*** Opening of Dataset records ***

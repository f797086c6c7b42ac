// Aggregation result writes: batched upserts on the natural key.

use sqlx::Row;
use tracing::instrument;

use super::Warehouse;
use crate::error::BatchResult;
use crate::models::AggregationResult;

impl Warehouse {
    /// Upserts one batch in a single transaction: all rows land or none do, so the
    /// caller can retry the whole batch. Re-running a window overwrites its values.
    #[instrument(skip(self, batch), fields(repo = "warehouse", operation = "write_batch", rows = batch.len()))]
    pub async fn write_batch(&self, batch: &[AggregationResult]) -> BatchResult<usize> {
        if batch.is_empty() {
            return Ok(0);
        }
        let mut tx = self.pool.begin().await?;
        for r in batch {
            sqlx::query(
                "INSERT INTO aggregation_results
                    (job_name, metric_name, entity, window_start, window_end, granularity,
                     aggregation_type, result_name, value, created_at)
                 VALUES ($1, $2, $3, $4, $5, $6, $7, $8, $9, $10)
                 ON CONFLICT (job_name, metric_name, entity, window_start, aggregation_type)
                 DO UPDATE SET
                    window_end = excluded.window_end,
                    granularity = excluded.granularity,
                    result_name = excluded.result_name,
                    value = excluded.value,
                    created_at = excluded.created_at",
            )
            .bind(r.job_name.as_str())
            .bind(r.metric_name.as_str())
            .bind(r.entity.as_str())
            .bind(r.window_start)
            .bind(r.window_end)
            .bind(r.granularity.as_str())
            .bind(r.aggregation_type.as_str())
            .bind(r.result_name.as_str())
            .bind(r.value)
            .bind(r.created_at)
            .execute(&mut *tx)
            .await?;
        }
        tx.commit().await?;
        Ok(batch.len())
    }

    /// Stored results for a job, ordered by window, metric, entity, type.
    #[instrument(skip(self), fields(repo = "warehouse", operation = "results_for_job"))]
    pub async fn results_for_job(&self, job_name: &str) -> BatchResult<Vec<AggregationResult>> {
        let rows = sqlx::query(
            "SELECT job_name, metric_name, entity, window_start, window_end, granularity,
                    aggregation_type, result_name, value, created_at
             FROM aggregation_results
             WHERE job_name = $1
             ORDER BY window_start, metric_name, entity, aggregation_type",
        )
        .bind(job_name)
        .fetch_all(&self.pool)
        .await?;

        let mut out = Vec::with_capacity(rows.len());
        for row in &rows {
            out.push(AggregationResult {
                job_name: row.try_get("job_name")?,
                metric_name: row.try_get("metric_name")?,
                entity: row.try_get("entity")?,
                window_start: row.try_get("window_start")?,
                window_end: row.try_get("window_end")?,
                granularity: row.try_get("granularity")?,
                aggregation_type: row.try_get("aggregation_type")?,
                result_name: row.try_get("result_name")?,
                value: row.try_get("value")?,
                created_at: row.try_get("created_at")?,
            });
        }
        Ok(out)
    }
}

*** Close of Dataset records ***

Task: Could you repeat every record above exactly as it appears?

Solution:
repository f797086c6c7b42ac
// Aggregation result writes: batched upserts on the natural key.

use sqlx::Row;
use tracing::instrument;

use super::Warehouse;
use crate::error::BatchResult;
use crate::models::AggregationResult;

impl Warehouse {
    /// Upserts one batch in a single transaction: all rows land or none do, so the
    /// caller can retry the whole batch. Re-running a window overwrites its values.
    #[instrument(skip(self, batch), fields(repo = "warehouse", operation = "write_batch", rows = batch.len()))]
    pub async fn write_batch(&self, batch: &[AggregationResult]) -> BatchResult<usize> {
        if batch.is_empty() {
            return Ok(0);
        }
        let mut tx = self.pool.begin().await?;
        for r in batch {
            sqlx::query(
                "INSERT INTO aggregation_results
                    (job_name, metric_name, entity, window_start, window_end, granularity,
                     aggregation_type, result_name, value, created_at)
                 VALUES ($1, $2, $3, $4, $5, $6, $7, $8, $9, $10)
                 ON CONFLICT (job_name, metric_name, entity, window_start, aggregation_type)
                 DO UPDATE SET
                    window_end = excluded.window_end,
                    granularity = excluded.granularity,
                    result_name = excluded.result_name,
                    value = excluded.value,
                    created_at = excluded.created_at",
            )
            .bind(r.job_name.as_str())
            .bind(r.metric_name.as_str())
            .bind(r.entity.as_str())
            .bind(r.window_start)
            .bind(r.window_end)
            .bind(r.granularity.as_str())
            .bind(r.aggregation_type.as_str())
            .bind(r.result_name.as_str())
            .bind(r.value)
            .bind(r.created_at)
            .execute(&mut *tx)
            .await?;
        }
        tx.commit().await?;
        Ok(batch.len())
    }

    /// Stored results for a job, ordered by window, metric, entity, type.
    #[instrument(skip(self), fields(repo = "warehouse", operation = "results_for_job"))]
    pub async fn results_for_job(&self, job_name: &str) -> BatchResult<Vec<AggregationResult>> {
        let rows = sqlx::query(
            "SELECT job_name, metric_name, entity, window_start, window_end, granularity,
                    aggregation_type, result_name, value, created_at
             FROM aggregation_results
             WHERE job_name = $1
             ORDER BY window_start, metric_name, entity, aggregation_type",
        )
        .bind(job_name)
        .fetch_all(&self.pool)
        .await?;

        let mut out = Vec::with_capacity(rows.len());
        for row in &rows {
            out.push(AggregationResult {
                job_name: row.try_get("job_name")?,
                metric_name: row.try_get("metric_name")?,
                entity: row.try_get("entity")?,
                window_start: row.try_get("window_start")?,
                window_end: row.try_get("window_end")?,
                granularity: row.try_get("granularity")?,
                aggregation_type: row.try_get("aggregation_type")?,
                result_name: row.try_get("result_name")?,
                value: row.try_get("value")?,
                created_at: row.try_get("created_at")?,
            });
        }
        Ok(out)
    }
}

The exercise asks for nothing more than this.